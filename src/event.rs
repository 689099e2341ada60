//! Gateway event and response wire shapes
//!
//! These types mirror the JSON payloads exchanged with a cloud API gateway:
//! an inbound [`GatewayEvent`] carrying headers, query string parameters, path
//! parameters, a raw body string, and authorizer claims; and an outbound
//! [`GatewayResponse`] carrying a status code, headers, and a JSON body.
//!
//! The response body is emitted as a [`serde_json::Value`], not a
//! pre-serialized string: encoding the final payload is left to the boundary
//! layer that owns the transport.
//!
//! # Example
//!
//! ```rust
//! use portico_service::event::GatewayEvent;
//!
//! let event: GatewayEvent = serde_json::from_str(
//!     r#"{"queryStringParameters": {"page": "2"}, "pathParameters": {"id": "42"}}"#,
//! ).unwrap();
//! assert_eq!(event.path_parameters.unwrap()["id"], "42");
//! ```

use std::collections::{BTreeMap, HashMap};

use serde::{Deserialize, Serialize};
use serde_json::{Map, Value};

/// Inbound request event as delivered by the gateway
#[derive(Debug, Clone, Default, Serialize, Deserialize)]
#[serde(rename_all = "camelCase", default)]
pub struct GatewayEvent {
    /// Raw request headers, in whatever casing the client sent
    pub headers: HashMap<String, String>,
    /// Flat query string parameters (values are percent-decoded by the gateway)
    pub query_string_parameters: Option<HashMap<String, String>>,
    /// Path parameters extracted by the gateway route
    pub path_parameters: Option<HashMap<String, String>>,
    /// Raw request body, if any
    pub body: Option<String>,
    /// Authorizer output attached by the gateway
    pub authorizer: Option<RequestAuthorizer>,
}

/// Authorizer context attached to the event by the gateway
#[derive(Debug, Clone, Default, Serialize, Deserialize)]
#[serde(default)]
pub struct RequestAuthorizer {
    /// Token claims forwarded by the authorizer
    pub claims: Map<String, Value>,
}

/// Outbound wire response
///
/// # Example
///
/// ```rust
/// use portico_service::event::GatewayResponse;
/// use serde_json::json;
///
/// let response = GatewayResponse {
///     status_code: 200,
///     headers: Default::default(),
///     body: Some(json!({"id": 10})),
/// };
/// assert!(serde_json::to_string(&response).unwrap().contains("\"statusCode\":200"));
/// ```
#[derive(Debug, Clone, PartialEq, Serialize, Deserialize)]
#[serde(rename_all = "camelCase")]
pub struct GatewayResponse {
    /// HTTP status code
    pub status_code: u16,
    /// Response headers, ordered so identical responses serialize identically
    pub headers: BTreeMap<String, String>,
    /// JSON response body, encoded by the boundary layer
    #[serde(skip_serializing_if = "Option::is_none")]
    pub body: Option<Value>,
}

/// Structure flat query string parameters into nested JSON values.
///
/// Bracketed key segments describe nesting: `filters[foo]=bar` becomes
/// `{"filters": {"foo": "bar"}}` and all-digit segments are array indices, so
/// `id[0]=100&id[1]=200` becomes `{"id": ["100", "200"]}`. Keys with
/// unbalanced brackets are kept as literal keys. Leaf values stay strings.
pub(crate) fn structure_query(params: &HashMap<String, String>) -> Map<String, Value> {
    let mut structured = Map::new();

    for (key, value) in params {
        match split_key(key) {
            Some((root, segments)) if !segments.is_empty() => {
                let slot = structured.entry(root).or_insert(Value::Null);
                insert_at_path(slot, &segments, value);
            }
            _ => {
                structured.insert(key.clone(), Value::String(value.clone()));
            }
        }
    }

    structured
}

/// Split `a[b][0]` into `("a", ["b", "0"])`. Returns `None` for unbalanced
/// brackets so the caller falls back to a literal key.
fn split_key(key: &str) -> Option<(String, Vec<String>)> {
    let Some(open) = key.find('[') else {
        return Some((key.to_string(), Vec::new()));
    };

    let root = &key[..open];
    if root.is_empty() {
        return None;
    }

    let mut segments = Vec::new();
    let mut rest = &key[open..];
    while !rest.is_empty() {
        if !rest.starts_with('[') {
            return None;
        }
        let close = rest.find(']')?;
        segments.push(rest[1..close].to_string());
        rest = &rest[close + 1..];
    }

    Some((root.to_string(), segments))
}

fn insert_at_path(slot: &mut Value, segments: &[String], value: &str) {
    let Some((segment, rest)) = segments.split_first() else {
        *slot = Value::String(value.to_string());
        return;
    };

    if let Ok(index) = segment.parse::<usize>() {
        if !slot.is_array() {
            *slot = Value::Array(Vec::new());
        }
        if let Value::Array(items) = slot {
            while items.len() <= index {
                items.push(Value::Null);
            }
            insert_at_path(&mut items[index], rest, value);
        }
    } else {
        if !slot.is_object() {
            *slot = Value::Object(Map::new());
        }
        if let Value::Object(entries) = slot {
            let child = entries.entry(segment.clone()).or_insert(Value::Null);
            insert_at_path(child, rest, value);
        }
    }
}
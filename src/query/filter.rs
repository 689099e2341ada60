//! Request filter parsing
//!
//! Converts a flat mapping of requested filter names to raw values into a
//! structured filter mapping, driven by per-field [`FilterDefinition`]s. A
//! definition names the request-facing field, and optionally renames it,
//! transforms its value, and selects a comparison operator. Several
//! definitions may share a request-facing name; each contributes one
//! `{operator: value}` clause to that field's output.
//!
//! # Example
//!
//! ```rust
//! use portico_service::query::{Filter, FilterDefinition, FilterOperator};
//! use serde_json::{json, Map};
//!
//! // A "between"-style range expressed as two clauses on the same field.
//! let filter = Filter::new(vec![
//!     FilterDefinition::new("quantity")
//!         .with_operator(FilterOperator::Greater)
//!         .with_value_mapper(|v| json!(v.as_i64().unwrap_or(0) - 1)),
//!     FilterDefinition::new("quantity")
//!         .with_operator(FilterOperator::Lesser)
//!         .with_value_mapper(|v| json!(v.as_i64().unwrap_or(0) + 1)),
//! ])
//! .unwrap();
//!
//! let mut request = Map::new();
//! request.insert("quantity".into(), json!(10));
//!
//! let parsed = filter.parse(Some(&request));
//! assert_eq!(parsed["quantity"][&FilterOperator::Greater], json!(9));
//! assert_eq!(parsed["quantity"][&FilterOperator::Lesser], json!(11));
//! ```

use std::collections::{BTreeMap, HashMap};
use std::fmt;
use std::sync::Arc;

use serde::{Deserialize, Serialize};
use serde_json::{Map, Value};

use crate::error::FilterError;

/// Comparison operator attached to a filter clause
///
/// # Example
///
/// ```rust
/// use portico_service::query::FilterOperator;
///
/// assert_eq!(FilterOperator::default(), FilterOperator::Equal);
/// assert_eq!(format!("{}", FilterOperator::GreaterOrEqual), "greaterOrEqual");
/// ```
#[derive(
    Debug, Clone, Copy, PartialEq, Eq, PartialOrd, Ord, Hash, Default, Serialize, Deserialize,
)]
#[serde(rename_all = "camelCase")]
pub enum FilterOperator {
    /// Equal to
    #[default]
    Equal,
    /// Not equal to
    NotEqual,
    /// Less than
    Lesser,
    /// Less than or equal to
    LesserOrEqual,
    /// Greater than or equal to
    GreaterOrEqual,
    /// Greater than
    Greater,
    /// Within an inclusive range
    Between,
}

impl FilterOperator {
    /// The wire name of this operator
    #[must_use]
    pub const fn as_str(&self) -> &'static str {
        match self {
            Self::Equal => "equal",
            Self::NotEqual => "notEqual",
            Self::Lesser => "lesser",
            Self::LesserOrEqual => "lesserOrEqual",
            Self::GreaterOrEqual => "greaterOrEqual",
            Self::Greater => "greater",
            Self::Between => "between",
        }
    }
}

impl fmt::Display for FilterOperator {
    fn fmt(&self, f: &mut fmt::Formatter<'_>) -> fmt::Result {
        f.write_str(self.as_str())
    }
}

/// Resolved output name for a filter clause
///
/// Either a static internal name, or a function deriving the name from the
/// request-facing name, the raw value, and the mapped value.
#[derive(Clone)]
pub enum InternalName {
    /// Use this name verbatim
    Static(String),
    /// Derive the name from `(name, raw_value, mapped_value)`
    Derived(Arc<dyn Fn(&str, &Value, &Value) -> String + Send + Sync>),
}

impl fmt::Debug for InternalName {
    fn fmt(&self, f: &mut fmt::Formatter<'_>) -> fmt::Result {
        match self {
            Self::Static(name) => f.debug_tuple("Static").field(name).finish(),
            Self::Derived(_) => f.write_str("Derived(..)"),
        }
    }
}

/// Clauses produced for one output field, keyed by operator
pub type FilterClauses = BTreeMap<FilterOperator, Value>;

/// Parsed filter mapping: resolved field name → operator → final value
pub type ParsedFilters = BTreeMap<String, FilterClauses>;

type ValueMapper = Arc<dyn Fn(&Value) -> Value + Send + Sync>;

/// Definition of a single filter clause
///
/// Built with a fluent API. A bare field name is the common case, so `&str`
/// and `String` convert directly into a definition.
///
/// # Example
///
/// ```rust
/// use portico_service::query::{FilterDefinition, FilterOperator};
///
/// let definition = FilterDefinition::new("status")
///     .with_internal_name("state")
///     .with_operator(FilterOperator::NotEqual);
/// assert_eq!(definition.name(), "status");
/// ```
#[derive(Clone)]
pub struct FilterDefinition {
    name: String,
    internal_name: Option<InternalName>,
    value_mapper: Option<ValueMapper>,
    operator: FilterOperator,
}

impl FilterDefinition {
    /// Create a definition for the given request-facing field name
    pub fn new(name: impl Into<String>) -> Self {
        Self {
            name: name.into(),
            internal_name: None,
            value_mapper: None,
            operator: FilterOperator::Equal,
        }
    }

    /// Rename the output field to a static internal name
    #[must_use]
    pub fn with_internal_name(mut self, internal_name: impl Into<String>) -> Self {
        self.internal_name = Some(InternalName::Static(internal_name.into()));
        self
    }

    /// Derive the output field name from `(name, raw_value, mapped_value)`
    #[must_use]
    pub fn with_derived_name<F>(mut self, derive: F) -> Self
    where
        F: Fn(&str, &Value, &Value) -> String + Send + Sync + 'static,
    {
        self.internal_name = Some(InternalName::Derived(Arc::new(derive)));
        self
    }

    /// Transform the raw request value before it lands in the output clause
    #[must_use]
    pub fn with_value_mapper<F>(mut self, mapper: F) -> Self
    where
        F: Fn(&Value) -> Value + Send + Sync + 'static,
    {
        self.value_mapper = Some(Arc::new(mapper));
        self
    }

    /// Set the comparison operator (default [`FilterOperator::Equal`])
    #[must_use]
    pub fn with_operator(mut self, operator: FilterOperator) -> Self {
        self.operator = operator;
        self
    }

    /// The request-facing field name
    #[must_use]
    pub fn name(&self) -> &str {
        &self.name
    }

    fn apply(&self, parsed: &mut ParsedFilters, raw_value: &Value) {
        let final_value = match &self.value_mapper {
            Some(mapper) => mapper(raw_value),
            None => raw_value.clone(),
        };

        let final_name = match &self.internal_name {
            Some(InternalName::Static(name)) => name.clone(),
            Some(InternalName::Derived(derive)) => derive(&self.name, raw_value, &final_value),
            None => self.name.clone(),
        };

        parsed
            .entry(final_name)
            .or_default()
            .insert(self.operator, final_value);
    }
}

impl fmt::Debug for FilterDefinition {
    fn fmt(&self, f: &mut fmt::Formatter<'_>) -> fmt::Result {
        f.debug_struct("FilterDefinition")
            .field("name", &self.name)
            .field("operator", &self.operator)
            .finish_non_exhaustive()
    }
}

impl From<&str> for FilterDefinition {
    fn from(name: &str) -> Self {
        Self::new(name)
    }
}

impl From<String> for FilterDefinition {
    fn from(name: String) -> Self {
        Self::new(name)
    }
}

/// Request filter parser
///
/// Groups definitions by request-facing name at construction and applies the
/// matching group to each incoming filter. Unknown filter names are silently
/// dropped from the output; they are never an error.
///
/// # Example
///
/// ```rust
/// use portico_service::query::{Filter, FilterOperator};
/// use serde_json::{json, Map};
///
/// let filter = Filter::new(vec!["foo".into()]).unwrap();
///
/// let mut request = Map::new();
/// request.insert("foo".into(), json!("bar"));
/// request.insert("unknown".into(), json!("ignored"));
///
/// let parsed = filter.parse(Some(&request));
/// assert_eq!(parsed["foo"][&FilterOperator::Equal], json!("bar"));
/// assert!(!parsed.contains_key("unknown"));
/// ```
#[derive(Debug)]
pub struct Filter {
    definitions: HashMap<String, Vec<FilterDefinition>>,
}

impl Filter {
    /// Build a parser from a list of definitions
    ///
    /// Definitions sharing a name are kept in definition order and each
    /// contributes one clause when that filter arrives.
    ///
    /// # Errors
    ///
    /// Returns [`FilterError`] if any definition has an empty name. This is a
    /// configuration problem caught at definition-parse time, before any
    /// request filter is inspected.
    pub fn new(definitions: Vec<FilterDefinition>) -> Result<Self, FilterError> {
        let mut grouped: HashMap<String, Vec<FilterDefinition>> = HashMap::new();

        for definition in definitions {
            if definition.name.is_empty() {
                return Err(FilterError::new("Filter definition requires a name"));
            }
            grouped
                .entry(definition.name.clone())
                .or_default()
                .push(definition);
        }

        Ok(Self {
            definitions: grouped,
        })
    }

    /// Parse the requested filters into a structured mapping
    ///
    /// A missing request filter mapping yields an empty result, never an
    /// error.
    #[must_use]
    pub fn parse(&self, request_filters: Option<&Map<String, Value>>) -> ParsedFilters {
        let mut parsed = ParsedFilters::new();

        let Some(request_filters) = request_filters else {
            return parsed;
        };

        for (filter_name, raw_value) in request_filters {
            let Some(group) = self.definitions.get(filter_name) else {
                continue;
            };
            for definition in group {
                definition.apply(&mut parsed, raw_value);
            }
        }

        parsed
    }
}
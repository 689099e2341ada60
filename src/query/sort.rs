//! Sort parameter parsing
//!
//! Validates a requested sort field against a caller-supplied allow-list and
//! normalizes the sort direction. Requesting no sort at all is valid;
//! requesting a field outside the allow-list is not.
//!
//! # Example
//!
//! ```rust
//! use portico_service::query::{Sort, SortCriteria};
//!
//! let sort = Sort::new(["name", "created_at"]);
//!
//! let params = sort.parse(Some("name"), Some("DESC")).unwrap().unwrap();
//! assert_eq!(params.sort_by, "name");
//! assert_eq!(params.sort_criteria, SortCriteria::Desc);
//!
//! assert!(sort.parse(None, None).unwrap().is_none());
//! assert!(sort.parse(Some("password"), None).is_err());
//! ```

use std::collections::HashSet;
use std::fmt;
use std::str::FromStr;

use serde::{Deserialize, Serialize};

use crate::error::SortError;

/// Sort direction
///
/// # Example
///
/// ```rust
/// use portico_service::query::SortCriteria;
///
/// assert_eq!(format!("{}", SortCriteria::Asc), "asc");
/// assert_eq!(SortCriteria::default(), SortCriteria::Asc);
/// assert_eq!("DESC".parse::<SortCriteria>().unwrap(), SortCriteria::Desc);
/// ```
#[derive(Debug, Clone, Copy, PartialEq, Eq, Hash, Default, Serialize, Deserialize)]
#[serde(rename_all = "lowercase")]
pub enum SortCriteria {
    /// Ascending order (A-Z, 0-9, oldest first)
    #[default]
    Asc,
    /// Descending order (Z-A, 9-0, newest first)
    Desc,
}

impl fmt::Display for SortCriteria {
    fn fmt(&self, f: &mut fmt::Formatter<'_>) -> fmt::Result {
        match self {
            Self::Asc => write!(f, "asc"),
            Self::Desc => write!(f, "desc"),
        }
    }
}

impl FromStr for SortCriteria {
    type Err = SortError;

    /// Case-insensitive: `asc`, `ASC`, `Desc` all parse.
    fn from_str(criteria: &str) -> Result<Self, Self::Err> {
        if criteria.eq_ignore_ascii_case("asc") {
            Ok(Self::Asc)
        } else if criteria.eq_ignore_ascii_case("desc") {
            Ok(Self::Desc)
        } else {
            Err(SortError::new(format!("Invalid sort criteria {criteria}")))
        }
    }
}

/// Parsed sort parameters
#[derive(Debug, Clone, PartialEq, Eq, Serialize, Deserialize)]
#[serde(rename_all = "camelCase")]
pub struct SortParams {
    /// Field to sort by
    pub sort_by: String,
    /// Normalized sort direction
    pub sort_criteria: SortCriteria,
}

/// Sort parameter parser with a field allow-list
#[derive(Debug, Clone, Default)]
pub struct Sort {
    sortable_fields: HashSet<String>,
}

impl Sort {
    /// Create a parser allowing the given sortable fields
    pub fn new<I, S>(sortable_fields: I) -> Self
    where
        I: IntoIterator<Item = S>,
        S: Into<String>,
    {
        Self {
            sortable_fields: sortable_fields.into_iter().map(Into::into).collect(),
        }
    }

    /// Parse the requested sort field and criteria
    ///
    /// Returns `Ok(None)` when no sort field is requested. The criteria
    /// defaults to ascending and is matched case-insensitively.
    ///
    /// # Errors
    ///
    /// Returns [`SortError`] when the requested field is not in the allow-list
    /// (including the empty allow-list case) or the criteria is not
    /// `asc`/`desc`.
    pub fn parse(
        &self,
        requested_field: Option<&str>,
        requested_criteria: Option<&str>,
    ) -> Result<Option<SortParams>, SortError> {
        let Some(field) = requested_field else {
            return Ok(None);
        };

        if !self.sortable_fields.contains(field) {
            return Err(SortError::new(format!("Invalid sort field {field}")));
        }

        let criteria = match requested_criteria {
            Some(criteria) => criteria.parse()?,
            None => SortCriteria::default(),
        };

        Ok(Some(SortParams {
            sort_by: field.to_string(),
            sort_criteria: criteria,
        }))
    }
}

#[cfg(test)]
mod tests {
    use super::*;

    #[test]
    fn test_criteria_display_is_lowercase() {
        assert_eq!(format!("{}", SortCriteria::Asc), "asc");
        assert_eq!(format!("{}", SortCriteria::Desc), "desc");
    }

    #[test]
    fn test_criteria_parses_case_insensitively() {
        assert_eq!("asc".parse::<SortCriteria>().unwrap(), SortCriteria::Asc);
        assert_eq!("ASC".parse::<SortCriteria>().unwrap(), SortCriteria::Asc);
        assert_eq!("Desc".parse::<SortCriteria>().unwrap(), SortCriteria::Desc);
        assert!("ascending".parse::<SortCriteria>().is_err());
    }

    #[test]
    fn test_criteria_serde_round_trip() {
        assert_eq!(
            serde_json::to_string(&SortCriteria::Desc).unwrap(),
            "\"desc\""
        );
        let parsed: SortCriteria = serde_json::from_str("\"asc\"").unwrap();
        assert_eq!(parsed, SortCriteria::Asc);
    }

    #[test]
    fn test_allowed_field_defaults_to_ascending() {
        let sort = Sort::new(["my-field"]);
        let params = sort.parse(Some("my-field"), None).unwrap().unwrap();
        assert_eq!(params.sort_by, "my-field");
        assert_eq!(params.sort_criteria, SortCriteria::Asc);
    }

    #[test]
    fn test_unknown_field_is_an_error() {
        let sort = Sort::new(["other"]);
        let error = sort.parse(Some("my-field"), None).unwrap_err();
        assert_eq!(error.to_string(), "Invalid sort field my-field");
    }

    #[test]
    fn test_empty_allow_list_rejects_any_field() {
        let sort = Sort::new(Vec::<String>::new());
        assert!(sort.parse(Some("name"), None).is_err());
    }

    #[test]
    fn test_absent_field_is_not_an_error() {
        let sort = Sort::new(Vec::<String>::new());
        assert!(sort.parse(None, None).unwrap().is_none());
        // Criteria without a field is ignored too.
        assert!(sort.parse(None, Some("desc")).unwrap().is_none());
    }

    #[test]
    fn test_invalid_criteria_is_an_error() {
        let sort = Sort::new(["name"]);
        let error = sort.parse(Some("name"), Some("sideways")).unwrap_err();
        assert_eq!(error.to_string(), "Invalid sort criteria sideways");
    }

    #[test]
    fn test_uppercase_criteria_is_normalized() {
        let sort = Sort::new(["name"]);
        let params = sort.parse(Some("name"), Some("DESC")).unwrap().unwrap();
        assert_eq!(params.sort_criteria, SortCriteria::Desc);
    }

    #[test]
    fn test_sort_params_serialize_camel_case() {
        let params = SortParams {
            sort_by: "name".to_string(),
            sort_criteria: SortCriteria::Desc,
        };
        let json = serde_json::to_value(&params).unwrap();
        assert_eq!(json["sortBy"], "name");
        assert_eq!(json["sortCriteria"], "desc");
    }
}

+ + + +

== What you should do ==
Note how many lines in the data above contain "SortError", then state that number alone.

== Response below ==
6